Facebook-Gründer Mark Zuckerberg hat vor dem Hintergrund des aktuellen Skandals Schwächen eingestanden und Besserung gelobt. Hinter dieser Absicht verbirgt sich jedoch eher der feste Entschluss, den Datenmissbrauch künftig auf eine Weise zu praktizieren, die nicht mehr Gefahr läuft, aufzufallen oder entdeckt zu werden. Denn das Geschäftsmodell lässt sich nur ändern, wenn Kosten und Rendite statt von den Datenkäufern von den Datenlieferanten (den Nutzern) aufgebracht würden. Dazu werden letztere nicht bereit sein und vermutlich würde die Mehrheit sich das auch finanziell gar nicht leisten können.

Die von der Europäischen Union und der Bundesregierung angekündigten Maßnahmen werden mutmaßlich ins Leere laufen. Denn die Lobbyisten, welche die Institutionen unterwandert haben, werden sich einem Systemwechsel mit aller Kraft entgegenstemmen. Zu umfangreich sind mittlerweile die Verflechtungen zwischen Datenspionen und Wirtschaft, als dass man nicht alles tun würde, um den Einzug demokratischer Spielregeln in ein vermeintliches Zukunftsgeschäft zu verhindern. Den einen und anderen EU-Kommissar wird man bestimmt als Bedenkenträger und Bremser gewinnen können. Ähnliches dürfte für Abgeordnete im EU-Parlament gelten. Und in Berlin dürften die Interessen kaum anders verteilt sein.

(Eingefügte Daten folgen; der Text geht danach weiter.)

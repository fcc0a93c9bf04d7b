//! Pagination parameters for review listings.

use serde::Serialize;

/// Page size used when the caller gives none or garbage.
pub const DEFAULT_PAGE_LIMIT: u64 = 10;

/// Largest page a caller may request.
pub const MAX_PAGE_LIMIT: u64 = 100;

/// A resolved `limit`/`offset` pair.
#[derive(Debug, Clone, Copy, PartialEq, Eq, Serialize)]
pub struct PageRequest {
    /// Maximum items to return.
    pub limit: u64,
    /// Items to skip.
    pub offset: u64,
}

impl Default for PageRequest {
    fn default() -> Self {
        Self {
            limit: DEFAULT_PAGE_LIMIT,
            offset: 0,
        }
    }
}

impl PageRequest {
    /// Resolve raw query-string values.
    ///
    /// Missing or non-numeric values fall back to the defaults (limit 10,
    /// offset 0). Negative numbers clamp to zero and the limit is capped at
    /// [`MAX_PAGE_LIMIT`].
    #[must_use]
    pub fn from_raw(limit: Option<&str>, offset: Option<&str>) -> Self {
        let limit = parse_clamped(limit).unwrap_or(DEFAULT_PAGE_LIMIT);
        let offset = parse_clamped(offset).unwrap_or(0);
        Self {
            limit: limit.min(MAX_PAGE_LIMIT),
            offset,
        }
    }

    /// Select this page out of an already-ordered slice.
    #[must_use]
    pub fn slice<'a, T>(&self, items: &'a [T]) -> &'a [T] {
        let start = usize::try_from(self.offset).unwrap_or(usize::MAX).min(items.len());
        let len = usize::try_from(self.limit).unwrap_or(usize::MAX);
        let end = start.saturating_add(len).min(items.len());
        &items[start..end]
    }
}

/// Parse a decimal integer, saturating at `0` and `u64::MAX`.
///
/// Anything that is not an optionally signed run of digits yields `None`.
fn parse_clamped(raw: Option<&str>) -> Option<u64> {
    let raw = raw?.trim();
    let (negative, digits) = match raw.strip_prefix('-') {
        Some(rest) => (true, rest),
        None => (false, raw.strip_prefix('+').unwrap_or(raw)),
    };
    if digits.is_empty() || !digits.bytes().all(|b| b.is_ascii_digit()) {
        return None;
    }
    if negative {
        return Some(0);
    }
    // All digits, so the only possible failure is overflow.
    Some(digits.parse().unwrap_or(u64::MAX))
}

/// One page of results plus the unpaged total.
#[derive(Debug, Clone, PartialEq, Eq)]
pub struct Page<T> {
    /// Items on this page, in listing order.
    pub items: Vec<T>,
    /// Total matching items across all pages.
    pub total: u64,
}

impl<T> Page<T> {
    /// An empty page with zero total.
    #[must_use]
    pub fn empty() -> Self {
        Self {
            items: Vec::new(),
            total: 0,
        }
    }
}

So bleibt nichts anderes übrig als Druck von unten zu erzeugen. Und zwar aus jenem Teil der Bevölkerung heraus, der sein kritisches Bewusstsein noch nicht verloren hat. Diese Bürger müssten an die Intendanten der öffentlich-rechtlichen Sender herantreten und sie auffordern: „Bitte beenden Sie unverzüglich die Präsenz ihrer Sender auf Facebook - ohne Wenn und Aber!“
Würde ein solcher Dominostein aus dem bisherigen Konsens in Sachen „sozialer“ Netzwerke herausbrechen, wäre das ein Signal, das weder in der Gesellschaft noch in Parlament und Regierung überhört werden könnte.